Personally, I am a pretty slow runner and I was even slower when I started running... some, most and I would even say I was jogging. For the first year of my running career mentally, I was a jogger too. I wasn't really into it and I was doing it just for health reasons. After about a year I noticed a shift in my consciousness. I started setting goals to reach longer distances (6 miles, 7 miles, 10, etc).  I became a runner in the most beat up moments when I would think to myself, "There is no way in hell I am stopping." I never stopped. After a while I started to love "the run" and the challenge it posed. That is when I became a runner. A runner loves "the run", the challenge and the struggle you must overcome. Was there always a runner inside of me or was it something that I created from jogging? I believe it was always inside. You must love the journey more than the destination to be a runner.

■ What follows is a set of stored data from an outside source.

//! 状态汇总
//!
//! 先更新 observedGeneration 与代数账本，再按 Available、Progressing、Degraded
//! 的固定顺序计算条件。每一步都是（上一轮状态，本周期事实）的纯函数。

use k8s_openapi::api::apps::v1::DaemonSet;
use svcat_common::{
    set_condition, set_generation, ConditionStatus, Error, ObjectIdentity, OperatorCondition, CONDITION_AVAILABLE,
    CONDITION_DEGRADED, CONDITION_PROGRESSING,
};

use crate::crd::ServiceCatalogControllerManagerStatus;

pub const REASON_NO_INSTANCES: &str = "NoInstancesAvailable";
pub const REASON_NOT_ACHIEVED: &str = "DesiredStateNotYetAchieved";
pub const REASON_SYNC_ERROR: &str = "SyncError";
pub const REASON_REMOVED: &str = "Removed";

const NO_INSTANCES_MESSAGE: &str = "no daemon pods available on any node.";

/// 某个子步骤在本周期产生的错误
#[derive(Debug)]
pub struct StepError {
    label: String,
    pub error: Error,
}

impl StepError {
    /// 以步骤标识作为前缀，如 `"configmap"`
    pub fn step(id: &str, error: Error) -> Self {
        Self {
            label: format!("{:?}", id),
            error,
        }
    }

    /// 以清单标识与资源类型作为前缀
    pub fn manifest(file: &str, kind: &str, error: Error) -> Self {
        Self {
            label: format!("{:?} ({})", file, kind),
            error,
        }
    }

    pub fn line(&self) -> String {
        format!("{}: {}", self.label, self.error)
    }
}

/// 本周期收集到的事实
#[derive(Debug)]
pub struct CycleFacts<'a> {
    /// 期望状态对象的名称
    pub record_name: &'a str,
    /// 期望状态对象的 spec 代数
    pub generation: i64,
    /// 应用后的工作负载，发布失败时为 None
    pub workload: Option<&'a DaemonSet>,
    pub errors: &'a [StepError],
}

fn workload_identity(ds: &DaemonSet) -> ObjectIdentity<'_> {
    ObjectIdentity {
        group: "apps",
        resource: "daemonsets",
        namespace: ds.metadata.namespace.as_deref().unwrap_or_default(),
        name: ds.metadata.name.as_deref().unwrap_or_default(),
    }
}

fn available(workload: Option<&DaemonSet>) -> OperatorCondition {
    let ready = workload
        .and_then(|ds| ds.status.as_ref())
        .and_then(|s| s.number_available)
        .unwrap_or_default();

    if ready > 0 {
        OperatorCondition::new(CONDITION_AVAILABLE, ConditionStatus::True)
    } else {
        OperatorCondition::new(CONDITION_AVAILABLE, ConditionStatus::False)
            .with_reason(REASON_NO_INSTANCES, NO_INSTANCES_MESSAGE)
    }
}

fn progressing(status: &ServiceCatalogControllerManagerStatus, facts: &CycleFacts<'_>) -> OperatorCondition {
    let mut lines = Vec::new();

    if let Some(ds) = facts.workload {
        let desired = ds.metadata.generation.unwrap_or_default();
        let observed = ds.status.as_ref().and_then(|s| s.observed_generation).unwrap_or_default();
        if observed != desired {
            lines.push(format!(
                "daemonset/{}: observed generation is {}, desired generation is {}.",
                ds.metadata.name.as_deref().unwrap_or_default(),
                observed,
                desired
            ));
        }
    }

    if status.observed_generation != facts.generation {
        lines.push(format!(
            "servicecatalogcontrollermanagers/{}: observed generation is {}, desired generation is {}.",
            facts.record_name, status.observed_generation, facts.generation
        ));
    }

    if lines.is_empty() {
        OperatorCondition::new(CONDITION_PROGRESSING, ConditionStatus::False)
    } else {
        OperatorCondition::new(CONDITION_PROGRESSING, ConditionStatus::True)
            .with_reason(REASON_NOT_ACHIEVED, lines.join("\n"))
    }
}

fn degraded(errors: &[StepError]) -> OperatorCondition {
    if errors.is_empty() {
        return OperatorCondition::new(CONDITION_DEGRADED, ConditionStatus::False);
    }

    let message = errors.iter().map(StepError::line).collect::<Vec<_>>().join("\n");
    OperatorCondition::new(CONDITION_DEGRADED, ConditionStatus::True).with_reason(REASON_SYNC_ERROR, message)
}

/// 根据上一轮状态与本周期事实计算新状态
pub fn aggregate(
    prior: &ServiceCatalogControllerManagerStatus,
    facts: &CycleFacts<'_>,
) -> ServiceCatalogControllerManagerStatus {
    let mut status = prior.clone();

    status.observed_generation = facts.generation;
    if let Some(ds) = facts.workload {
        if let Some(generation) = ds.metadata.generation {
            set_generation(&mut status.generations, &workload_identity(ds), generation);
        }
    }

    let available = available(facts.workload);
    set_condition(&mut status.conditions, available);
    let progressing = progressing(&status, facts);
    set_condition(&mut status.conditions, progressing);
    set_condition(&mut status.conditions, degraded(facts.errors));

    status
}

/// 工作负载被移除后的状态
pub fn removed(
    prior: &ServiceCatalogControllerManagerStatus,
    generation: i64,
    errors: &[StepError],
) -> ServiceCatalogControllerManagerStatus {
    let mut status = prior.clone();
    status.observed_generation = generation;

    set_condition(
        &mut status.conditions,
        OperatorCondition::new(CONDITION_AVAILABLE, ConditionStatus::False)
            .with_reason(REASON_REMOVED, "the operand has been removed"),
    );
    set_condition(
        &mut status.conditions,
        OperatorCondition::new(CONDITION_PROGRESSING, ConditionStatus::False),
    );
    set_condition(&mut status.conditions, degraded(errors));

    status
}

What about runners that are joggers in a fast disguise? It seems that when most people talk about a jogger vs a runner it is a one way debate about whether or not slower runners are considered runners. There are many fast runners out there, even Boston or NYC Qualifiers who are joggers. Are you and your emotions attached to your watch? Is it all about the finish line, the medal or the bragging rights? Let go of the timing, pacing, and heart monitoring devices, water bottles, extra gear, organized races and the ego (at least for a handful of runs a month!). Run for the sake of running. Like my new friend Sam (the one who wrote to me) said, "I can run 26.2 anytime of the week-I got it on my route."

Becoming a runner made me a better person. Undefeated Running is here to bring out the runner inside everyone.

"Pain is inevitable. Suffering is optional."